- The task -
Whenever a line in the entries below contains "tests", copy that line.

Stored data
* * * *
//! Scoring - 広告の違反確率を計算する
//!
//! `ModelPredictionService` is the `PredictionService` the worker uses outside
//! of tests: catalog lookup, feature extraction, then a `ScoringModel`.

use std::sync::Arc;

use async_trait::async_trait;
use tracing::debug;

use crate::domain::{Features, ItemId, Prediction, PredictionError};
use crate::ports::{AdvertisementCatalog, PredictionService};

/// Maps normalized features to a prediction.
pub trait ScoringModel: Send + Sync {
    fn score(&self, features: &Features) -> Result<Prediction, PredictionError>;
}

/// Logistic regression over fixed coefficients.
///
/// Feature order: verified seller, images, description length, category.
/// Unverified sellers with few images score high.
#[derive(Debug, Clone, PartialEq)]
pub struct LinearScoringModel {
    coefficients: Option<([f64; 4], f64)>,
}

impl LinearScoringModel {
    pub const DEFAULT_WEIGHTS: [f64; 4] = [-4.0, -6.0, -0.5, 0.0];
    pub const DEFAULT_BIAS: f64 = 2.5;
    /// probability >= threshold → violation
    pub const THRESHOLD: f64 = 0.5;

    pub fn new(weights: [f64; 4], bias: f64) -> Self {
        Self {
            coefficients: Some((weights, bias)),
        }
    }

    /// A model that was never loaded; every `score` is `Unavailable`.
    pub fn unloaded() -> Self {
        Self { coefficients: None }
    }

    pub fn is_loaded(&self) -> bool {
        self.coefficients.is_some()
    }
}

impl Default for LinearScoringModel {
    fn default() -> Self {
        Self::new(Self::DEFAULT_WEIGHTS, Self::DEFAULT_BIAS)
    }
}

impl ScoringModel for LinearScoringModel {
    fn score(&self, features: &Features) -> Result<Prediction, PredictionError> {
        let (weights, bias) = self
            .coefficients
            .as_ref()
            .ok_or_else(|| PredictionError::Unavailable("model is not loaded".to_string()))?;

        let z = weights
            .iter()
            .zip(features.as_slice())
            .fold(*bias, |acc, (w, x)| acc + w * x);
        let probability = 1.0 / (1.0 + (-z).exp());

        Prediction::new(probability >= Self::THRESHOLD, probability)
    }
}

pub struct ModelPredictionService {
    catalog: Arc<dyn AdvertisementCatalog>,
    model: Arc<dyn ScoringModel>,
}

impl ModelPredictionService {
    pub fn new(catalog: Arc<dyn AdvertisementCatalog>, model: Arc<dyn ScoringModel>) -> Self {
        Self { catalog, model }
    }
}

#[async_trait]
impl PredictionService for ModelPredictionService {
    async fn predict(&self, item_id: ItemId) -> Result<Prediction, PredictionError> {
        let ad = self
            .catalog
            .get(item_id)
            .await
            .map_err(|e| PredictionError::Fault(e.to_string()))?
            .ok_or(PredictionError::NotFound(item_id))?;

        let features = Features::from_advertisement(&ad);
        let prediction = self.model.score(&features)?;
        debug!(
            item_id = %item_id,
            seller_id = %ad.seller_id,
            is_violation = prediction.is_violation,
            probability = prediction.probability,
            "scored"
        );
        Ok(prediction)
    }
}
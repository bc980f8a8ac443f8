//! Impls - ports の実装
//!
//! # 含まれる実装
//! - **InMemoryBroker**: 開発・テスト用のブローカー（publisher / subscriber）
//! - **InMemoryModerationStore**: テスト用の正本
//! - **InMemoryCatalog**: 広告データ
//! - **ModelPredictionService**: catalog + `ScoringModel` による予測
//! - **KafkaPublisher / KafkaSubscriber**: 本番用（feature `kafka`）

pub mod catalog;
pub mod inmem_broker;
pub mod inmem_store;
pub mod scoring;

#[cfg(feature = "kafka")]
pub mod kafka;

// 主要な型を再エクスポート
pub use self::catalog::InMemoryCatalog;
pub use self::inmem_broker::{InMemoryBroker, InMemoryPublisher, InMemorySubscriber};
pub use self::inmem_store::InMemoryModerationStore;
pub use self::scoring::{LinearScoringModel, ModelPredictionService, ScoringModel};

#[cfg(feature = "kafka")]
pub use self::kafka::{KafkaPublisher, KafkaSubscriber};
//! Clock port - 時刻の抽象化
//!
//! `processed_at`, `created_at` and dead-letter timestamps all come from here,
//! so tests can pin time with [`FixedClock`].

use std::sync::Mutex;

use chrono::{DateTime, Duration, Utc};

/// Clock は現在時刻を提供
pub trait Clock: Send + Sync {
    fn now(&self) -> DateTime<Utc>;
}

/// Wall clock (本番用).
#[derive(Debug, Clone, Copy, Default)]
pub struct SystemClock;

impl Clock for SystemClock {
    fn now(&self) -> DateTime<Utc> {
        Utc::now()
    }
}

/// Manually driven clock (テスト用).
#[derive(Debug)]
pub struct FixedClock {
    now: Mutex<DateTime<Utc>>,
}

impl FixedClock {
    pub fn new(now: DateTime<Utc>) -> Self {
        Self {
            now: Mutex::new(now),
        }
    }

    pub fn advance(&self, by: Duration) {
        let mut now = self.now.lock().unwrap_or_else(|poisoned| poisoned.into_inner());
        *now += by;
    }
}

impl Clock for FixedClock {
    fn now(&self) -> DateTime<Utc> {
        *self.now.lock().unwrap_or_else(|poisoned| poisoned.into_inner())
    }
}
* * * *
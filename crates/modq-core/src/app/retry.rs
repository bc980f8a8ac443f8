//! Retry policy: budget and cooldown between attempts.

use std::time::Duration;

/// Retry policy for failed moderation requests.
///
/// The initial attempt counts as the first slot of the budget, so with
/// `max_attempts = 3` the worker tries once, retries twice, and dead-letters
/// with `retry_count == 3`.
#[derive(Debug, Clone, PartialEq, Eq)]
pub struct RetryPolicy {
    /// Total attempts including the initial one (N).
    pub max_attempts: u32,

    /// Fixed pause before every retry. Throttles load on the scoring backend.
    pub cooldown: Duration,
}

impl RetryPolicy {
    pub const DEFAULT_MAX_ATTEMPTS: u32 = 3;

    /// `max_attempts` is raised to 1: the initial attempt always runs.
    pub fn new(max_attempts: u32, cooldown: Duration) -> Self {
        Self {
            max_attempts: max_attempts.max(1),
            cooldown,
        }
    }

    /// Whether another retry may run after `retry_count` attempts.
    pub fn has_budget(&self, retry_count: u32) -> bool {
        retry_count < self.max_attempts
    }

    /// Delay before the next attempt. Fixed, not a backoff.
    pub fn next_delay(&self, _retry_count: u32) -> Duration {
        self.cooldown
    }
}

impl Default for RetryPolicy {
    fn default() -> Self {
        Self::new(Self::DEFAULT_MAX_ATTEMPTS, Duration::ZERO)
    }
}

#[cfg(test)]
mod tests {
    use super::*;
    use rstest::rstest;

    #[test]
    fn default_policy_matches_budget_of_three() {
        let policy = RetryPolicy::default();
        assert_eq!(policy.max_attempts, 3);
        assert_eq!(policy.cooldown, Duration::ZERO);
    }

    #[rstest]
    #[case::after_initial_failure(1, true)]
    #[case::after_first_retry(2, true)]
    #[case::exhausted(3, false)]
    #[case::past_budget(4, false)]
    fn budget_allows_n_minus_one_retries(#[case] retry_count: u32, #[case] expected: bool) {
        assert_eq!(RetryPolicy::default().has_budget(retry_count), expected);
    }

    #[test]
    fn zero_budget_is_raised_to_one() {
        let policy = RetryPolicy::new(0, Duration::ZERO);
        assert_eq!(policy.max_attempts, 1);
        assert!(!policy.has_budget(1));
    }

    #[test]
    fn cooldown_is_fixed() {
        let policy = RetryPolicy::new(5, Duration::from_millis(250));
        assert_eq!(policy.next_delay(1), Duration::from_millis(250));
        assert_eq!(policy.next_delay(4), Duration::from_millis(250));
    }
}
* * * *
- Exercise solution -
//! of tests: catalog lookup, feature extraction, then a `ScoringModel`.
//! so tests can pin time with [`FixedClock`].
mod tests {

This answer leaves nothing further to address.